In conclusion, reconnecting to the historical part of the introduction, the findings in our sample appear to be consistent with Viktor Frankl’s conceptualization of MiL and the three previously outlined aspects proposed as protective factors against suicidality (9). Our findings confirm authentic relationships, creativity and every day human activities, intellectual or non-intellectual as relevant resources. Even if personally exposed to the “absurd”, Viktor Frankl was reluctant to deliberate on this aspect. He appeared to preferably address even the humblest aspect or activity that could permit face to situations where MiL is disrupted, to construct or reconstruct a framework in an attempt to continue to live.
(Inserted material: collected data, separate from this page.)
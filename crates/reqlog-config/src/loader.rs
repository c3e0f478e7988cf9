//! Load request-logging documents from JSON.
//!
//! # Design
//! - Parse, then validate; callers only ever see validated documents.

use std::path::Path;

use tokio::fs;
use tracing::{debug, info};

use crate::error::{ConfigError, ConfigResult};
use crate::model::ServingLogConfig;
use crate::validate::validate_serving_config;

/// Parse and validate a serving document from a JSON string.
///
/// # Errors
///
/// Returns [`ConfigError::Parse`] for malformed JSON and [`ConfigError::InvalidField`]
/// when validation fails.
pub fn load_from_str(raw: &str) -> ConfigResult<ServingLogConfig> {
    let config: ServingLogConfig =
        serde_json::from_str(raw).map_err(|source| ConfigError::Parse { source })?;
    validate_serving_config(&config)?;
    debug!(
        models = config.models.len(),
        tags = config.deployment_tags.len(),
        "logging configuration parsed"
    );
    Ok(config)
}

/// Read, parse and validate a serving document from `path`.
///
/// # Errors
///
/// Returns [`ConfigError::Io`] when the file cannot be read, plus every error of
/// [`load_from_str`].
pub async fn load_from_path(path: impl AsRef<Path>) -> ConfigResult<ServingLogConfig> {
    let path = path.as_ref();
    let raw = fs::read_to_string(path)
        .await
        .map_err(|source| ConfigError::Io {
            path: path.to_path_buf(),
            source,
        })?;
    let config = load_from_str(&raw)?;
    info!(path = %path.display(), models = config.models.len(), "loaded logging configuration");
    Ok(config)
}
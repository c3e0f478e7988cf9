//! Sampling decision for calls and streams.

use rand::Rng;

/// Decide whether a call should be logged at `rate`.
///
/// Draws from the calling thread's generator, so concurrent callers never share a
/// draw. A rate of `0.0` never samples and a rate of `1.0` always does.
#[must_use]
pub fn should_sample(rate: f64) -> bool {
    should_sample_with(&mut rand::rng(), rate)
}

/// Decide whether a call should be logged at `rate` using an explicit generator.
#[must_use]
pub fn should_sample_with<R: Rng>(rng: &mut R, rate: f64) -> bool {
    rng.random::<f64>() < rate
}

#[cfg(test)]
mod tests {
    use super::*;
    use rand::SeedableRng;
    use rand::rngs::StdRng;

    #[test]
    fn zero_rate_never_samples() {
        assert!((0..10_000).all(|_| !should_sample(0.0)));
    }

    #[test]
    fn full_rate_always_samples() {
        assert!((0..10_000).all(|_| should_sample(1.0)));
    }

    #[test]
    fn partial_rate_tracks_probability() {
        let mut rng = StdRng::seed_from_u64(7);
        let hits = (0..20_000)
            .filter(|_| should_sample_with(&mut rng, 0.25))
            .count();
        assert!((4_000..6_000).contains(&hits), "hits = {hits}");
    }

    #[test]
    fn concurrent_callers_draw_independently() {
        let handles: Vec<_> = (0..4)
            .map(|_| std::thread::spawn(|| (0..2_000).filter(|_| should_sample(0.5)).count()))
            .collect();
        for handle in handles {
            let hits = handle.join().expect("sampling thread panicked");
            assert!((600..1_400).contains(&hits), "hits = {hits}");
        }
    }
}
Paradoxically, by adopting this attitude, he closely approached an eminent theorist of the “absurd”, Albert Camus. The latter confronted to the necessity of predictable and conform to recognizable personal patterns transcending chaos for a sense-giving perspective, invited to imagine that a meaning, even a “non-absolute meaning”, may lie in the apparent smallest of things and that Sisyphus can have “the possibility to revolt by trying to be happy” (37).
Limitations
This work has several limitations. First, the cross-sectional design (without a longitudinal perspective) precludes the evaluation of prediction. In this sense, the discussion-addressing the predictive factors of SB protection-is merely speculative. Second, we lacked a control group, fact that limited the validity of our results. Third, associations with the eventual presence and type of a psychiatric diagnosis were not investigated. Thus, a more informative picture of subjective MiL in suicidal patients including possible inferred observations from this latter aspect could not been performed.
Acknowledgements
We are deeply grateful to Prof. François Sarasin and the medical team of the Psychiatric Emergency Department of Geneva University Hospitals for their contribution to patient recruitment, Prof. Panteleimon Giannakopoulos for his precious rereading of the manuscript, and Dr. Mirko Lombardo for his professional and accurate technical support. This work was developed within the framework of the DINOGMI Department of Excellence of MIUR 2018-2022 (Law 232/2016).
Conflict of interest:
Dr. Costanza, Dr. Amerio, Prof. Odone, Dr. Baertschi, Dr. Richard-Lepouriel, Dr. K. Weber, Dr. Di Marco, Dr. Prelati, Dr. Aguglia, Dr. Escelsior, Prof. Serafini, Prof. Amore, Prof. Pompili, and Prof. Canuto report no conflicts of interest.